◆ **PROMPT**
From the first line to the last, give the data again exactly.

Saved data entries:

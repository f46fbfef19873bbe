//! Domain events for the Gate Access context.

use keepsake_core::event::{DomainEvent, EventMetadata};
use serde::{Deserialize, Serialize};

/// The gate's two sequential steps.
#[derive(Debug, Clone, Copy, PartialEq, Eq, Serialize, Deserialize)]
pub enum GateStep {
    /// Asking for the year the story began.
    Year,
    /// Asking for the city where it began.
    City,
}

/// Emitted when an answer fails the current step's check.
#[derive(Debug, Clone, Serialize, Deserialize)]
pub struct AnswerRejected {
    /// The step the answer was checked against.
    pub step: GateStep,
    /// The fixed encouragement message for that step.
    pub message: String,
}

/// Event payload variants for the Gate Access context.
#[derive(Debug, Clone, Serialize, Deserialize)]
pub enum GateEventKind {
    /// An answer failed the current step's check.
    AnswerRejected(AnswerRejected),
    /// The year answer matched; the gate moved to the city step.
    YearAccepted,
    /// The city answer matched; the gate is permanently unlocked.
    Unlocked,
}

/// Domain event envelope for the Gate Access context.
#[derive(Debug, Clone)]
pub struct GateEvent {
    /// Event metadata.
    pub metadata: EventMetadata,
    /// Event-specific payload.
    pub kind: GateEventKind,
}

impl DomainEvent for GateEvent {
    fn event_type(&self) -> &'static str {
        match &self.kind {
            GateEventKind::AnswerRejected(_) => "gate.answer_rejected",
            GateEventKind::YearAccepted => "gate.year_accepted",
            GateEventKind::Unlocked => "gate.unlocked",
        }
    }

    fn metadata(&self) -> &EventMetadata {
        &self.metadata
    }
}
//! Test share platform — configurable `SharePlatform` implementation.

use std::sync::Mutex;

use async_trait::async_trait;
use keepsake_core::share::{ShareError, SharePlatform};

/// A share platform with scripted outcomes that records every call.
#[derive(Debug)]
pub struct StubSharePlatform {
    share_ok: bool,
    copy_ok: bool,
    calls: Mutex<Vec<(&'static str, String)>>,
}

impl StubSharePlatform {
    /// A platform where native share succeeds.
    #[must_use]
    pub fn sharing() -> Self {
        Self::with_outcomes(true, true)
    }

    /// A platform with no native share but a working clipboard.
    #[must_use]
    pub fn copy_only() -> Self {
        Self::with_outcomes(false, true)
    }

    /// A platform where both actions fail.
    #[must_use]
    pub fn broken() -> Self {
        Self::with_outcomes(false, false)
    }

    fn with_outcomes(share_ok: bool, copy_ok: bool) -> Self {
        Self {
            share_ok,
            copy_ok,
            calls: Mutex::new(Vec::new()),
        }
    }

    /// Returns a snapshot of the recorded `(action, url)` calls.
    ///
    /// # Panics
    ///
    /// Panics if the internal mutex is poisoned.
    #[must_use]
    pub fn calls(&self) -> Vec<(&'static str, String)> {
        self.calls.lock().unwrap().clone()
    }

    fn record(&self, action: &'static str, url: &str) {
        self.calls.lock().unwrap().push((action, url.to_owned()));
    }
}

#[async_trait]
impl SharePlatform for StubSharePlatform {
    async fn share(&self, url: &str) -> Result<(), ShareError> {
        self.record("share", url);
        if self.share_ok {
            Ok(())
        } else {
            Err(ShareError::Unavailable)
        }
    }

    async fn copy(&self, url: &str) -> Result<(), ShareError> {
        self.record("copy", url);
        if self.copy_ok {
            Ok(())
        } else {
            Err(ShareError::Failed("clipboard rejected the write".to_owned()))
        }
    }
}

◆ **TASK RESPONSE**
repository f46fbfef19873bbe
//! Domain events for the Gate Access context.

use keepsake_core::event::{DomainEvent, EventMetadata};
use serde::{Deserialize, Serialize};

/// The gate's two sequential steps.
#[derive(Debug, Clone, Copy, PartialEq, Eq, Serialize, Deserialize)]
pub enum GateStep {
    /// Asking for the year the story began.
    Year,
    /// Asking for the city where it began.
    City,
}

/// Emitted when an answer fails the current step's check.
#[derive(Debug, Clone, Serialize, Deserialize)]
pub struct AnswerRejected {
    /// The step the answer was checked against.
    pub step: GateStep,
    /// The fixed encouragement message for that step.
    pub message: String,
}

/// Event payload variants for the Gate Access context.
#[derive(Debug, Clone, Serialize, Deserialize)]
pub enum GateEventKind {
    /// An answer failed the current step's check.
    AnswerRejected(AnswerRejected),
    /// The year answer matched; the gate moved to the city step.
    YearAccepted,
    /// The city answer matched; the gate is permanently unlocked.
    Unlocked,
}

/// Domain event envelope for the Gate Access context.
#[derive(Debug, Clone)]
pub struct GateEvent {
    /// Event metadata.
    pub metadata: EventMetadata,
    /// Event-specific payload.
    pub kind: GateEventKind,
}

impl DomainEvent for GateEvent {
    fn event_type(&self) -> &'static str {
        match &self.kind {
            GateEventKind::AnswerRejected(_) => "gate.answer_rejected",
            GateEventKind::YearAccepted => "gate.year_accepted",
            GateEventKind::Unlocked => "gate.unlocked",
        }
    }

    fn metadata(&self) -> &EventMetadata {
        &self.metadata
    }
}
//! Test share platform — configurable `SharePlatform` implementation.

use std::sync::Mutex;

use async_trait::async_trait;
use keepsake_core::share::{ShareError, SharePlatform};

/// A share platform with scripted outcomes that records every call.
#[derive(Debug)]
pub struct StubSharePlatform {
    share_ok: bool,
    copy_ok: bool,
    calls: Mutex<Vec<(&'static str, String)>>,
}

impl StubSharePlatform {
    /// A platform where native share succeeds.
    #[must_use]
    pub fn sharing() -> Self {
        Self::with_outcomes(true, true)
    }

    /// A platform with no native share but a working clipboard.
    #[must_use]
    pub fn copy_only() -> Self {
        Self::with_outcomes(false, true)
    }

    /// A platform where both actions fail.
    #[must_use]
    pub fn broken() -> Self {
        Self::with_outcomes(false, false)
    }

    fn with_outcomes(share_ok: bool, copy_ok: bool) -> Self {
        Self {
            share_ok,
            copy_ok,
            calls: Mutex::new(Vec::new()),
        }
    }

    /// Returns a snapshot of the recorded `(action, url)` calls.
    ///
    /// # Panics
    ///
    /// Panics if the internal mutex is poisoned.
    #[must_use]
    pub fn calls(&self) -> Vec<(&'static str, String)> {
        self.calls.lock().unwrap().clone()
    }

    fn record(&self, action: &'static str, url: &str) {
        self.calls.lock().unwrap().push((action, url.to_owned()));
    }
}

#[async_trait]
impl SharePlatform for StubSharePlatform {
    async fn share(&self, url: &str) -> Result<(), ShareError> {
        self.record("share", url);
        if self.share_ok {
            Ok(())
        } else {
            Err(ShareError::Unavailable)
        }
    }

    async fn copy(&self, url: &str) -> Result<(), ShareError> {
        self.record("copy", url);
        if self.copy_ok {
            Ok(())
        } else {
            Err(ShareError::Failed("clipboard rejected the write".to_owned()))
        }
    }
}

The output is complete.